# Lab 10 - Principal Component Analysis

The purpose of the following lab is to investigate the work of the PCA algorithm on a set of 3 datasets
- Sample of 2500 data-points drawn from a multivariate Gaussian with a diagonal covariance matrix with different variances.
- Sample of 1000 data-points sampled on the $\ell_2$ unit circle and then randomly rotated in $\mathbb{R}^3$
- A simple real-world dataset of arrests in the United States.


In [23]:
import sys 
sys.path.append("../")
from utils import *

In [24]:
from scipy.stats import ortho_group
from sklearn.decomposition import PCA
np.random.seed(1)

color_scheme = ["rgb(189,6,96)", "rgb(6,189,99)", "rgb(6,96,189)"]

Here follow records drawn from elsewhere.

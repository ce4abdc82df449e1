//! Frame scheduling and timing utilities.
//!
//! Provides portable frame pacing without async/await or platform-specific timers.
//! The caller is responsible for sleeping/waiting between frames.

use embassy_time::{Duration, Instant};

use crate::engine::AnimationEngine;
use crate::input::InputReceiver;
use crate::random::EntropySource;
use crate::OutputDriver;

/// Default frame duration, the shortest yield of the frame loop.
pub const DEFAULT_FRAME_DURATION: Duration = Duration::from_millis(1);

/// Result of a frame tick operation.
#[derive(Debug, Clone, Copy)]
pub struct FrameResult {
    /// The deadline for the next frame.
    pub next_deadline: Instant,
    /// How long to wait until the next frame (may be zero if behind schedule).
    pub sleep_duration: Duration,
}

/// Frame loop body: input, program step and output.
///
/// Each tick:
/// - Drains queued button events and switches programs accordingly
/// - Advances the engine by one tick
/// - Writes the pixel buffer to the output driver
/// - Tracks the next deadline with drift correction
///
/// # Usage
///
/// ```ignore
/// let mut scheduler = FrameScheduler::new(engine, driver, INPUT.receiver());
///
/// loop {
///     let now = get_current_time_ms();
///     let result = scheduler.tick(Instant::from_millis(now));
///
///     // Platform-specific sleep
///     sleep_ms(result.sleep_duration.as_millis());
/// }
/// ```
pub struct FrameScheduler<
    'a,
    O: OutputDriver,
    E: EntropySource,
    const N: usize,
    const SLOTS: usize,
    const INPUT_QUEUE_SIZE: usize,
> {
    output: O,
    engine: AnimationEngine<E, N, SLOTS>,
    input: InputReceiver<'a, INPUT_QUEUE_SIZE>,
    next_frame: Instant,
    frame_duration: Duration,
}

impl<'a, O, E, const N: usize, const SLOTS: usize, const INPUT_QUEUE_SIZE: usize>
    FrameScheduler<'a, O, E, N, SLOTS, INPUT_QUEUE_SIZE>
where
    O: OutputDriver,
    E: EntropySource,
{
    /// Create a new frame scheduler.
    ///
    /// Uses `DEFAULT_FRAME_DURATION` for frame timing.
    pub fn new(
        engine: AnimationEngine<E, N, SLOTS>,
        driver: O,
        input: InputReceiver<'a, INPUT_QUEUE_SIZE>,
    ) -> Self {
        Self::with_frame_duration(engine, driver, input, DEFAULT_FRAME_DURATION)
    }

    /// Create a new frame scheduler with custom frame duration.
    pub fn with_frame_duration(
        engine: AnimationEngine<E, N, SLOTS>,
        driver: O,
        input: InputReceiver<'a, INPUT_QUEUE_SIZE>,
        frame_duration: Duration,
    ) -> Self {
        Self {
            output: driver,
            engine,
            input,
            next_frame: Instant::from_millis(0),
            frame_duration,
        }
    }

    /// Process one frame and return timing information.
    ///
    /// The caller is responsible for waiting until `next_deadline` before
    /// calling `tick` again.
    pub fn tick(&mut self, now: Instant) -> FrameResult {
        // Skip the backlog after long stalls instead of bursting to catch up
        let max_drift = self.frame_duration * 2;
        if now > self.next_frame + max_drift {
            self.next_frame = now;
        }

        while let Ok(event) = self.input.try_receive() {
            self.engine.handle_event(event);
        }

        let frame = self.engine.tick(now);
        self.output.write(frame);

        self.next_frame += self.frame_duration;

        let sleep_duration = if self.next_frame > now {
            self.next_frame - now
        } else {
            Duration::from_millis(0)
        };

        FrameResult {
            next_deadline: self.next_frame,
            sleep_duration,
        }
    }

    /// Get a reference to the engine.
    pub fn engine(&self) -> &AnimationEngine<E, N, SLOTS> {
        &self.engine
    }

    /// Get a mutable reference to the engine.
    pub fn engine_mut(&mut self) -> &mut AnimationEngine<E, N, SLOTS> {
        &mut self.engine
    }

    /// Get a reference to the output driver.
    pub fn output(&self) -> &O {
        &self.output
    }
}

def plot_principal_component(pca, i):
    # Get PC representation as a subspace with size proportional to the corresponding singular value
    size = np.sqrt(pca.singular_values_[i])
    pc = np.outer(pca.components_[i], np.array([-1,1])) * size

    return go.Scatter3d(x=pc[0], y=pc[1], z=pc[2], mode="lines", opacity=.5,
                        line=dict(color=color_scheme[i], width=2*size), name='PC {}'.format(i+1))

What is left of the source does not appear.